### Problem to solve
Do any lines in the data below contain "network"? If so, copy every one of them.

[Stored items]
• • • • •

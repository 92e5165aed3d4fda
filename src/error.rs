//! Error taxonomy for stream synchronization
//!
//! Clean end-of-stream is not an error: `read_next` reports it as
//! `Ok(false)`. Invalid candidate headers are consumed by the resync loop
//! and never surface here.

use std::io;
use thiserror::Error;

#[derive(Error, Debug)]
pub enum SyncError {
    /// The byte source failed on a read or seek. Terminal for the stream;
    /// retry policy (e.g. network reconnect) belongs to the source.
    #[error("byte source I/O failure")]
    Io(#[from] io::Error),

    /// No valid frame header was found within the resync budget.
    /// Fatal for this stream, not for the process.
    #[error("lost sync: no valid frame header within {scanned} shifted bytes")]
    Desync { scanned: usize },

    /// The operation needs a seekable source (e.g. a live network stream
    /// cannot be probed or repositioned).
    #[error("byte source is not seekable")]
    Unseekable,

    /// The source reported a playable size of zero bytes.
    #[error("stream contains no playable bytes")]
    EmptyStream,
}
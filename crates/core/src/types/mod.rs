//! Core types for Wildflower.
//!
//! This module provides type-safe wrappers for common domain concepts.

pub mod code;
pub mod email;
pub mod id;
pub mod identity;
pub mod money;
pub mod status;

pub use code::{CardCode, CardCodeError, CODE_ALPHABET, GROUP_LEN};
pub use email::{Email, EmailError};
pub use id::*;
pub use identity::IdentityId;
pub use money::{Money, MoneyError};
pub use status::*;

• • • • •

### Expected output
    /// retry policy (e.g. network reconnect) belongs to the source.
    /// The operation needs a seekable source (e.g. a live network stream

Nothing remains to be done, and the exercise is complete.